I have ordered the childrite chair! Thanks for reminding me we should not pay VAT because its exempt, will sort out monday. No idea about an import tax ? ! I am hoping for a supportive but fairly relaxed seating, interspersed with therapy chairs, supported sitting (by us) and floor play. Hopefully to break up the extension pattern. Its unbelievably frustrating - we can get him nicely sitting with his legs abducted and feet facing out with minimal support, then he gets a bit excited and he's a mini ironing board again!

I read up in detail about the tomato sitter when I was researching seating and it looks very good as it can be as upright as you want, looks comfy and is even moveable.
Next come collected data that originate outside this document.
//! Renderer-facing description of the buoyancy chart, plus an SVG renderer.

use plotters::prelude::*;
use thiserror::Error;

use crate::model::BuoyancyCurve;

pub const TITLE: &str = "Neutral Buoyancy Point vs. Velocity";
pub const X_LABEL: &str = "Velocity (m/s)";
pub const Y_LABEL: &str = "Depth (m)";
pub const DESCENT_LABEL: &str = "Descent Depth";
pub const ASCENT_LABEL: &str = "Ascent Depth";
pub const WARNING: &str = "The curve is theoretical analysis for your reference,\n\
please adjust the depth based on your own experience and preference.";

#[derive(Debug, Error)]
pub enum ChartError {
    #[error("unable to draw chart: {0}")]
    Draw(String),
}

fn draw_error<E: std::error::Error>(err: E) -> ChartError {
    ChartError::Draw(err.to_string())
}

#[derive(Debug, Clone, PartialEq)]
pub struct Series {
    pub label: &'static str,
    pub color: (u8, u8, u8),
    pub points: Vec<(f64, f64)>,
}

impl Series {
    /// Runs of consecutive finite points. Non-finite samples split the line.
    pub fn segments(&self) -> Vec<&[(f64, f64)]> {
        self.points
            .split(|(x, y)| !x.is_finite() || !y.is_finite())
            .filter(|run| !run.is_empty())
            .collect()
    }
}

#[derive(Debug, Clone, Copy, PartialEq)]
pub struct Bounds {
    pub x_min: f64,
    pub x_max: f64,
    pub y_min: f64,
    pub y_max: f64,
}

impl Bounds {
    /// Zero-width ranges are widened so they can still be mapped to pixels.
    pub fn widened(self) -> Self {
        let (x_min, x_max) = widen(self.x_min, self.x_max);
        let (y_min, y_max) = widen(self.y_min, self.y_max);
        Self {
            x_min,
            x_max,
            y_min,
            y_max,
        }
    }
}

fn widen(min: f64, max: f64) -> (f64, f64) {
    if max > min {
        (min, max)
    } else {
        (min - 0.5, max + 0.5)
    }
}

#[derive(Debug, Clone, PartialEq)]
pub struct Chart {
    pub title: &'static str,
    pub x_label: &'static str,
    pub y_label: &'static str,
    pub series: Vec<Series>,
}

impl Chart {
    pub fn from_curve(curve: &BuoyancyCurve) -> Self {
        let pair = |depths: &[f64]| -> Vec<(f64, f64)> {
            curve
                .velocities
                .iter()
                .copied()
                .zip(depths.iter().copied())
                .collect()
        };
        Self {
            title: TITLE,
            x_label: X_LABEL,
            y_label: Y_LABEL,
            series: vec![
                Series {
                    label: DESCENT_LABEL,
                    color: (31, 119, 180),
                    points: pair(&curve.descent_depths),
                },
                Series {
                    label: ASCENT_LABEL,
                    color: (255, 127, 14),
                    points: pair(&curve.ascent_depths),
                },
            ],
        }
    }

    /// Extent of every finite point, or `None` if there is nothing to draw.
    pub fn bounds(&self) -> Option<Bounds> {
        self.series
            .iter()
            .flat_map(|series| series.points.iter())
            .filter(|(x, y)| x.is_finite() && y.is_finite())
            .fold(None, |bounds: Option<Bounds>, &(x, y)| {
                Some(match bounds {
                    None => Bounds {
                        x_min: x,
                        x_max: x,
                        y_min: y,
                        y_max: y,
                    },
                    Some(b) => Bounds {
                        x_min: b.x_min.min(x),
                        x_max: b.x_max.max(x),
                        y_min: b.y_min.min(y),
                        y_max: b.y_max.max(y),
                    },
                })
            })
    }

    pub fn to_svg(&self, width: u32, height: u32) -> Result<String, ChartError> {
        let bounds = self
            .bounds()
            .unwrap_or(Bounds {
                x_min: 0.0,
                x_max: 1.0,
                y_min: 0.0,
                y_max: 1.0,
            })
            .widened();

        let mut svg = String::new();
        {
            let root = SVGBackend::with_string(&mut svg, (width, height)).into_drawing_area();
            root.fill(&WHITE).map_err(draw_error)?;

            let mut chart = ChartBuilder::on(&root)
                .caption(self.title, ("sans-serif", 22).into_font())
                .margin(10)
                .x_label_area_size(40)
                .y_label_area_size(60)
                .build_cartesian_2d(bounds.x_min..bounds.x_max, bounds.y_min..bounds.y_max)
                .map_err(draw_error)?;

            chart
                .configure_mesh()
                .x_desc(self.x_label)
                .y_desc(self.y_label)
                .draw()
                .map_err(draw_error)?;

            for series in &self.series {
                let (r, g, b) = series.color;
                let color = RGBColor(r, g, b);
                // Only the first run carries the legend entry.
                for (i, segment) in series.segments().into_iter().enumerate() {
                    let drawn = chart
                        .draw_series(LineSeries::new(segment.iter().copied(), &color))
                        .map_err(draw_error)?;
                    if i == 0 {
                        drawn.label(series.label).legend(move |(x, y)| {
                            PathElement::new(vec![(x, y), (x + 20, y)], color)
                        });
                    }
                }
            }

            chart
                .configure_series_labels()
                .background_style(&WHITE.mix(0.8))
                .border_style(&BLACK)
                .draw()
                .map_err(draw_error)?;

            root.present().map_err(draw_error)?;
        }
        Ok(svg)
    }
}

#[cfg(test)]
mod tests {
    use super::*;
    use crate::model::{compute, BuoyancyParameters};

    fn series(points: Vec<(f64, f64)>) -> Series {
        Series {
            label: DESCENT_LABEL,
            color: (0, 0, 0),
            points,
        }
    }

    #[test]
    fn chart_carries_fixed_labels() {
        let chart = Chart::from_curve(&compute(&BuoyancyParameters::new(80.0, 3.0, 1.8, 10.0)));
        assert_eq!(chart.title, "Neutral Buoyancy Point vs. Velocity");
        assert_eq!(chart.x_label, "Velocity (m/s)");
        assert_eq!(chart.y_label, "Depth (m)");
        let labels: Vec<_> = chart.series.iter().map(|s| s.label).collect();
        assert_eq!(labels, ["Descent Depth", "Ascent Depth"]);
        assert!(chart.series.iter().all(|s| s.points.len() == 100));
    }

    #[test]
    fn non_finite_points_split_segments() {
        let s = series(vec![
            (0.0, 1.0),
            (0.1, 2.0),
            (0.2, f64::INFINITY),
            (0.3, f64::NAN),
            (0.4, 3.0),
        ]);
        let segments = s.segments();
        assert_eq!(segments.len(), 2);
        assert_eq!(segments[0].len(), 2);
        assert_eq!(segments[1], &[(0.4, 3.0)]);
    }

    #[test]
    fn bounds_skip_non_finite_points() {
        let chart = Chart {
            title: TITLE,
            x_label: X_LABEL,
            y_label: Y_LABEL,
            series: vec![series(vec![(0.0, 5.0), (0.5, f64::NEG_INFINITY), (1.0, -2.0)])],
        };
        assert_eq!(
            chart.bounds(),
            Some(Bounds {
                x_min: 0.0,
                x_max: 1.0,
                y_min: -2.0,
                y_max: 5.0
            })
        );
    }

    #[test]
    fn all_nan_chart_has_no_bounds_but_still_renders() {
        let chart = Chart::from_curve(&compute(&BuoyancyParameters::new(80.0, 3.0, 0.0, 10.0)));
        assert_eq!(chart.bounds(), None);
        let svg = chart.to_svg(640, 480).unwrap();
        assert!(svg.contains("<svg"));
        assert!(svg.contains(TITLE));
        assert!(!svg.contains(DESCENT_LABEL), "no legend without a drawn series");
    }

    #[test]
    fn svg_contains_both_series_and_labels() {
        let chart = Chart::from_curve(&compute(&BuoyancyParameters::new(80.0, 3.0, 1.8, 10.0)));
        let svg = chart.to_svg(800, 600).unwrap();
        assert!(svg.contains("<svg"));
        assert!(svg.contains(TITLE));
        assert!(svg.contains(X_LABEL));
        assert!(svg.contains(Y_LABEL));
        assert!(svg.contains(DESCENT_LABEL));
        assert!(svg.contains(ASCENT_LABEL));
        assert!(svg.trim_end().ends_with("</svg>"));
    }

    #[test]
    fn pole_splits_the_descent_line() {
        let params = BuoyancyParameters::new(80.0, 1.0, 1.8, 10.0).drag_coefficient(0.4);
        let chart = Chart::from_curve(&compute(&params));
        assert!(chart.bounds().is_some());
        let svg = chart.to_svg(800, 600).unwrap();
        assert_eq!(svg.matches(DESCENT_LABEL).count(), 1);
    }
}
It has some inserts that make it adjustable and more supportive, but again looks like a therapy chair. That version is incredibly expensive though, but the basic sitter is very reasonable. tbh I am amazed at how much cheaper such products are in the US, the same product from a UK distributer can be double the price. There is also far more choice and innovation. A lot of stuff we do get free though!

wentshopping Mon 03-Oct-11 06:02:22

Sneezecakesmum, it's funny you say how much cheaper things are in the US, because I always think the opposite - wheelchairs here are incredibly expensive, and of the chairs we have, I prefer our European ones by miles (Permobil power chair, annd Alvema travel chair) as the Quickie Zippie just had things start to fall off it from the day we got it. Unfortunately some Euro stuff we can't get here, so I have to be content with the old-fashioned designs and odd bits of metal which fall off. And communication devices... the Euro ones are so much better. (DD talks and does all school work with an eye gaze device). Oh and I think the import tax was just VAT with another name.